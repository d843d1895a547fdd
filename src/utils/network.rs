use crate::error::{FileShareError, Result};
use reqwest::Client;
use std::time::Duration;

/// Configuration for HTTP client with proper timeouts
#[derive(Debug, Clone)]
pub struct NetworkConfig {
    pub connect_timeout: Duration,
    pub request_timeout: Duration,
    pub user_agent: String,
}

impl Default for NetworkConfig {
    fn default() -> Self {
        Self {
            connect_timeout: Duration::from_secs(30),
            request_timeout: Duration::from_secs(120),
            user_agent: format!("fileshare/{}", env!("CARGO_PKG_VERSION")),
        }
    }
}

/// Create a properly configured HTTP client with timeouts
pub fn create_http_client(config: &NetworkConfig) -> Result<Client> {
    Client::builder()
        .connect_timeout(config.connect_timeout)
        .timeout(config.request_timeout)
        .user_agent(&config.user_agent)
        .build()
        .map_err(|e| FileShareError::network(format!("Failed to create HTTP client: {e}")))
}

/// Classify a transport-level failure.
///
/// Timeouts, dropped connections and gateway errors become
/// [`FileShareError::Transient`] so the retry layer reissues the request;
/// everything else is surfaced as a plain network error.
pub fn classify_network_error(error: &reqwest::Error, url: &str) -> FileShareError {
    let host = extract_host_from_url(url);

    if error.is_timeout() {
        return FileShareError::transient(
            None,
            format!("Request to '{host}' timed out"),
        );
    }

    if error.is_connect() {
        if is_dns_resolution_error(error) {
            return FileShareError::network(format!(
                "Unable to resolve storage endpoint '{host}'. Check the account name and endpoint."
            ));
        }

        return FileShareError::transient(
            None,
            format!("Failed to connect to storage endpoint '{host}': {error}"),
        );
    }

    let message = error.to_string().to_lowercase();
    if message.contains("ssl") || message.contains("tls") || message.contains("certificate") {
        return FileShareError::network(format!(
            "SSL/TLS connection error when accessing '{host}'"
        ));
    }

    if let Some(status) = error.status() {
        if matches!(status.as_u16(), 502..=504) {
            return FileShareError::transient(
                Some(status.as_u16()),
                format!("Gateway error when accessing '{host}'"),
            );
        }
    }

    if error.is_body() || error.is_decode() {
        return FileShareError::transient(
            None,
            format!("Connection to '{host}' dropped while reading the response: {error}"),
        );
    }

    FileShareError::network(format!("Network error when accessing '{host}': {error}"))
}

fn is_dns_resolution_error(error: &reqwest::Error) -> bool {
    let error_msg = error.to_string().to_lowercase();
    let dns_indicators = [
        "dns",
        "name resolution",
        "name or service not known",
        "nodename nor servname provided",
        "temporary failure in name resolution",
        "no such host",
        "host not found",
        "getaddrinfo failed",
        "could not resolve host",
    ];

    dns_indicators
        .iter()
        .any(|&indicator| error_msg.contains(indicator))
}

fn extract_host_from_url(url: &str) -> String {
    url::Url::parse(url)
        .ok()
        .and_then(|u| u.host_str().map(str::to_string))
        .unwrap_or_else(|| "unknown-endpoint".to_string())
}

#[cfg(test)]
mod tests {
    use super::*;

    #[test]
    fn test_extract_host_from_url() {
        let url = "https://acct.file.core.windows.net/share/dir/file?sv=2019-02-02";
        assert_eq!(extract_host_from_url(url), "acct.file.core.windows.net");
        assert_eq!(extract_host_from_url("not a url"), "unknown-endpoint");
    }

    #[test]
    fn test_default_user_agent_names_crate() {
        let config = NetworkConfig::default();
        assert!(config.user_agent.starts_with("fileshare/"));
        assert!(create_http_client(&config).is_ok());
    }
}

= = = = =

- _WORK TO COMPLETE_: Repeat all of the material, exactly as it reads.

- _WRITTEN RESPONSE_:
repository d843d1895a547fdd
filename src/utils/network.rs
use crate::error::{FileShareError, Result};
use reqwest::Client;
use std::time::Duration;

/// Configuration for HTTP client with proper timeouts
#[derive(Debug, Clone)]
pub struct NetworkConfig {
    pub connect_timeout: Duration,
    pub request_timeout: Duration,
    pub user_agent: String,
}

impl Default for NetworkConfig {
    fn default() -> Self {
        Self {
            connect_timeout: Duration::from_secs(30),
            request_timeout: Duration::from_secs(120),
            user_agent: format!("fileshare/{}", env!("CARGO_PKG_VERSION")),
        }
    }
}

/// Create a properly configured HTTP client with timeouts
pub fn create_http_client(config: &NetworkConfig) -> Result<Client> {
    Client::builder()
        .connect_timeout(config.connect_timeout)
        .timeout(config.request_timeout)
        .user_agent(&config.user_agent)
        .build()
        .map_err(|e| FileShareError::network(format!("Failed to create HTTP client: {e}")))
}

/// Classify a transport-level failure.
///
/// Timeouts, dropped connections and gateway errors become
/// [`FileShareError::Transient`] so the retry layer reissues the request;
/// everything else is surfaced as a plain network error.
pub fn classify_network_error(error: &reqwest::Error, url: &str) -> FileShareError {
    let host = extract_host_from_url(url);

    if error.is_timeout() {
        return FileShareError::transient(
            None,
            format!("Request to '{host}' timed out"),
        );
    }

    if error.is_connect() {
        if is_dns_resolution_error(error) {
            return FileShareError::network(format!(
                "Unable to resolve storage endpoint '{host}'. Check the account name and endpoint."
            ));
        }

        return FileShareError::transient(
            None,
            format!("Failed to connect to storage endpoint '{host}': {error}"),
        );
    }

    let message = error.to_string().to_lowercase();
    if message.contains("ssl") || message.contains("tls") || message.contains("certificate") {
        return FileShareError::network(format!(
            "SSL/TLS connection error when accessing '{host}'"
        ));
    }

    if let Some(status) = error.status() {
        if matches!(status.as_u16(), 502..=504) {
            return FileShareError::transient(
                Some(status.as_u16()),
                format!("Gateway error when accessing '{host}'"),
            );
        }
    }

    if error.is_body() || error.is_decode() {
        return FileShareError::transient(
            None,
            format!("Connection to '{host}' dropped while reading the response: {error}"),
        );
    }

    FileShareError::network(format!("Network error when accessing '{host}': {error}"))
}

fn is_dns_resolution_error(error: &reqwest::Error) -> bool {
    let error_msg = error.to_string().to_lowercase();
    let dns_indicators = [
        "dns",
        "name resolution",
        "name or service not known",
        "nodename nor servname provided",
        "temporary failure in name resolution",
        "no such host",
        "host not found",
        "getaddrinfo failed",
        "could not resolve host",
    ];

    dns_indicators
        .iter()
        .any(|&indicator| error_msg.contains(indicator))
}

fn extract_host_from_url(url: &str) -> String {
    url::Url::parse(url)
        .ok()
        .and_then(|u| u.host_str().map(str::to_string))
        .unwrap_or_else(|| "unknown-endpoint".to_string())
}

#[cfg(test)]
mod tests {
    use super::*;

    #[test]
    fn test_extract_host_from_url() {
        let url = "https://acct.file.core.windows.net/share/dir/file?sv=2019-02-02";
        assert_eq!(extract_host_from_url(url), "acct.file.core.windows.net");
        assert_eq!(extract_host_from_url("not a url"), "unknown-endpoint");
    }

    #[test]
    fn test_default_user_agent_names_crate() {
        let config = NetworkConfig::default();
        assert!(config.user_agent.starts_with("fileshare/"));
        assert!(create_http_client(&config).is_ok());
    }
}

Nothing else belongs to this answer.